New low dark current detector to improve noise targets

20/01/2020 43 views 1 likes
ESA / Enabling & Support / Space Engineering & Technology / Shaping the Future

A TDE activity, with AIM in Germany, has helped to prepare the future generation of MCT MWIR/LWIR detectors featuring low dark current, for astronomy and planetary observation.

Mercury Cadmium Telluride (MCT) is one of the leading materials used for Infrared (IR) detection purposes. As a consequence, an increasing number of space instruments are equipped with IR channels using MCT detectors. Because of their large dark current, MCT detectors need to be cooled at cryogenic temperature. This imposes major constraints on the instrument complexity. A lower dark current detector would allow either enhanced instrument performance or operation of the detector at higher temperatures, while maintaining the performance.

Developing European medium-wave (MWIR) and long-wave (LWIR) infrared MCT detectors with improved electro-optical performances, in particular dark current reduction, has been identified as a target for future space science astronomy missions.

A TDE activity, with AIM in Germany, has helped to prepare the future generation of these detectors featuring low dark current, for astronomy and planetary observation.
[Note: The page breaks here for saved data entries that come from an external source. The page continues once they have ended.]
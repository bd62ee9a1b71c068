//! # Runtime Configuration Module
//!
//! Environment variable-based configuration for the navigation engine.
//!
//! ## Environment Variables
//!
//! ### `ADMIN_ROUTER_MODE`
//!
//! How locations are written into the address bar: `hash` (`/#/users/list`)
//! or `history` (`/users/list`). Unknown values fall back to `hash`.
//!
//! Default: `hash`
//!
//! ### `ADMIN_ROUTER_BASE`
//!
//! Prefix of every generated href, e.g. `/admin/` when the console is served
//! below a sub-path.
//!
//! Default: `/`
//!
//! ### `ADMIN_ROUTER_MAX_REDIRECTS`
//!
//! Redirect hops one navigation may follow before it fails with
//! `RedirectLoop`. Accepts decimal only; invalid values use the default.
//!
//! Default: `10`
//!
//! ### `ADMIN_ROUTER_ROUTES_FILE`
//!
//! Optional YAML or JSON route table replacing the built-in one.
//!
//! ## Usage
//!
//! ```rust
//! use admin_router::runtime_config::RuntimeConfig;
//!
//! let config = RuntimeConfig::from_env();
//! let options = config.router_options();
//! println!("max redirects: {}", options.max_redirects);
//! ```
//!
//! ## Example Configuration
//!
//! ```bash
//! export ADMIN_ROUTER_MODE=history
//! export ADMIN_ROUTER_BASE=/admin/
//! export ADMIN_ROUTER_ROUTES_FILE=config/routes.yaml
//! admin-routes resolve /users/list
//! ```

use crate::router::{HistoryMode, RouterOptions, DEFAULT_MAX_REDIRECTS};
use std::env;
use std::path::PathBuf;

/// Runtime configuration loaded from environment variables.
///
/// Load this at startup using [`RuntimeConfig::from_env()`].
#[derive(Debug, Clone, PartialEq, Eq)]
pub struct RuntimeConfig {
    pub mode: HistoryMode,
    pub base: String,
    pub max_redirects: usize,
    /// Route table file overriding the built-in table
    pub routes_file: Option<PathBuf>,
}

impl Default for RuntimeConfig {
    fn default() -> Self {
        Self {
            mode: HistoryMode::Hash,
            base: "/".to_string(),
            max_redirects: DEFAULT_MAX_REDIRECTS,
            routes_file: None,
        }
    }
}

impl RuntimeConfig {
    /// Load configuration from environment variables.
    #[must_use]
    pub fn from_env() -> Self {
        Self::from_lookup(|key| env::var(key).ok())
    }

    /// Load configuration through `lookup` instead of the process environment.
    #[must_use]
    pub fn from_lookup(lookup: impl Fn(&str) -> Option<String>) -> Self {
        let defaults = Self::default();
        let mode = lookup("ADMIN_ROUTER_MODE")
            .map(|v| HistoryMode::parse(&v))
            .unwrap_or(defaults.mode);
        let base = lookup("ADMIN_ROUTER_BASE")
            .filter(|v| !v.trim().is_empty())
            .unwrap_or(defaults.base);
        let max_redirects = lookup("ADMIN_ROUTER_MAX_REDIRECTS")
            .and_then(|v| v.trim().parse().ok())
            .unwrap_or(defaults.max_redirects);
        let routes_file = lookup("ADMIN_ROUTER_ROUTES_FILE")
            .filter(|v| !v.trim().is_empty())
            .map(PathBuf::from);

        RuntimeConfig {
            mode,
            base,
            max_redirects,
            routes_file,
        }
    }

    /// Engine options for this configuration; scrolling always resets to top.
    #[must_use]
    pub fn router_options(&self) -> RouterOptions {
        RouterOptions {
            mode: self.mode,
            base: self.base.clone(),
            max_redirects: self.max_redirects,
            ..RouterOptions::default()
        }
    }
}

#[cfg(test)]
mod tests {
    use super::*;
    use std::collections::HashMap;

    fn config_from(vars: &[(&str, &str)]) -> RuntimeConfig {
        let vars: HashMap<String, String> = vars
            .iter()
            .map(|(k, v)| (k.to_string(), v.to_string()))
            .collect();
        RuntimeConfig::from_lookup(|key| vars.get(key).cloned())
    }

    #[test]
    fn test_defaults_when_unset() {
        assert_eq!(config_from(&[]), RuntimeConfig::default());
        assert_eq!(RuntimeConfig::default().router_options(), RouterOptions::default());
    }

    #[test]
    fn test_reads_all_variables() {
        let config = config_from(&[
            ("ADMIN_ROUTER_MODE", "History"),
            ("ADMIN_ROUTER_BASE", "/admin/"),
            ("ADMIN_ROUTER_MAX_REDIRECTS", "3"),
            ("ADMIN_ROUTER_ROUTES_FILE", "routes.yaml"),
        ]);
        assert_eq!(config.mode, HistoryMode::History);
        assert_eq!(config.base, "/admin/");
        assert_eq!(config.max_redirects, 3);
        assert_eq!(config.routes_file, Some(PathBuf::from("routes.yaml")));
    }

    #[test]
    fn test_invalid_values_fall_back() {
        let config = config_from(&[
            ("ADMIN_ROUTER_MODE", "memory"),
            ("ADMIN_ROUTER_MAX_REDIRECTS", "0x10"),
            ("ADMIN_ROUTER_BASE", " "),
        ]);
        assert_eq!(config.mode, HistoryMode::Hash);
        assert_eq!(config.max_redirects, DEFAULT_MAX_REDIRECTS);
        assert_eq!(config.base, "/");
    }
}
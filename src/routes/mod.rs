mod load;
mod path;
mod table;
mod types;

pub use load::*;
pub use path::{join_paths, RoutePath, Segment, WILDCARD_PARAM};
pub(crate) use path::split_location;
pub use table::{async_routes, constant_routes};
pub use types::*;
//! Role-based filtering of the async route table
//!
//! A route with `meta.roles` is visible only to a user holding at least one
//! of those roles. A route without `meta.roles` is visible to everyone.

use crate::routes::{RouteDescriptor, RouteKind};
use tracing::debug;

/// Whether a user with `roles` may see `route`.
#[must_use]
pub fn has_permission<S: AsRef<str>>(roles: &[S], route: &RouteDescriptor) -> bool {
    match &route.meta.roles {
        Some(required) => roles
            .iter()
            .any(|role| required.iter().any(|r| r == role.as_ref())),
        None => true,
    }
}

/// Keep the routes a user with `roles` may see, recursing into sections.
///
/// A section the user may see keeps only its permitted children. Order is
/// preserved, so a trailing `*` catch-all stays last.
#[must_use]
pub fn filter_async_routes<S: AsRef<str>>(
    routes: &[RouteDescriptor],
    roles: &[S],
) -> Vec<RouteDescriptor> {
    let mut kept = Vec::with_capacity(routes.len());
    for route in routes {
        if !has_permission(roles, route) {
            debug!(path = %route.path, "Route filtered out by role");
            continue;
        }
        let mut route = route.clone();
        if let RouteKind::Section { children, .. } = &mut route.kind {
            *children = filter_async_routes(children, roles);
        }
        kept.push(route);
    }
    kept
}
//! Geographic coordinate projection.
//!
//! Maps (latitude, longitude) pairs onto the globe's local Cartesian
//! frame. The frame puts +y through the north pole and the prime
//! meridian on the +x axis; longitude enters negated so that eastward
//! longitudes land on the correct side of the surface texture.

use nalgebra::Vector3;

/// Project a geographic coordinate onto a sphere of the given radius.
///
/// Total over `lat ∈ [-90, 90]`, `lon ∈ [-180, 180]`; range validation
/// is the caller's job.
pub fn project(lat_deg: f64, lon_deg: f64, radius: f64) -> Vector3<f64> {
    let lat = lat_deg.to_radians();
    let lon = lon_deg.to_radians();
    Vector3::new(
        radius * lat.cos() * lon.cos(),
        radius * lat.sin(),
        radius * lat.cos() * (-lon).sin(),
    )
}

/// Push a surface point radially outward by `offset` units.
pub fn offset_outward(point: Vector3<f64>, offset: f64) -> Vector3<f64> {
    point + point.normalize() * offset
}

#[cfg(test)]
mod tests {
    use super::*;

    const EPS: f64 = 1e-9;

    #[test]
    fn projection_preserves_radius() {
        for &(lat, lon) in &[
            (0.0, 0.0),
            (45.0, -93.0),
            (-90.0, 0.0),
            (90.0, 180.0),
            (-33.9, 151.2),
            (12.34, -123.45),
        ] {
            let p = project(lat, lon, 2.0);
            assert!(
                (p.norm() - 2.0).abs() < EPS,
                "radius drifted for ({lat}, {lon}): {}",
                p.norm()
            );
        }
    }

    #[test]
    fn origin_of_coordinates_lands_on_prime_meridian_axis() {
        let p = project(0.0, 0.0, 2.0);
        assert!((p.x - 2.0).abs() < EPS);
        assert!(p.y.abs() < EPS);
        assert!(p.z.abs() < EPS);
    }

    #[test]
    fn north_pole_lands_on_polar_axis() {
        let p = project(90.0, 0.0, 2.0);
        assert!(p.x.abs() < EPS);
        assert!((p.y - 2.0).abs() < EPS);
        assert!(p.z.abs() < EPS);
    }

    #[test]
    fn eastward_longitude_maps_to_negative_z() {
        let p = project(0.0, 90.0, 1.0);
        assert!(p.x.abs() < EPS);
        assert!(p.y.abs() < EPS);
        assert!((p.z - (-1.0)).abs() < EPS);
    }

    #[test]
    fn outward_offset_extends_radius() {
        let p = offset_outward(project(45.0, 45.0, 2.0), 0.01);
        assert!((p.norm() - 2.01).abs() < EPS);
    }
}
The goal of this activity was to propose a complete detector design to meet the low CHC and noise targets of future space missions. The technology will be used on board of satellites for astronomy observations and  also for Earth observation missions where the reduction in cooling requirements relieves the burden on satellite power bus.

To reduce the dark current, new MCT materials were processed in low cryogenic temperatures — down to 30 K. A cryogenic test setup was also prepared to avoid parasitic residual illumination during the dark current tests.

The activity achieved results with the lowest dark current so far reported at room temperature and in cryogenic conditions. Now, a space grade ROIC design is available as reference design having all the capabilities requested for further astronomy missions.

This is a follow on study from a previous contract. After the two technologies coalesce they should be qualified for potential use in space applications. Future activity focusing on irradiation campaign (proton, gamma) is strongly advised.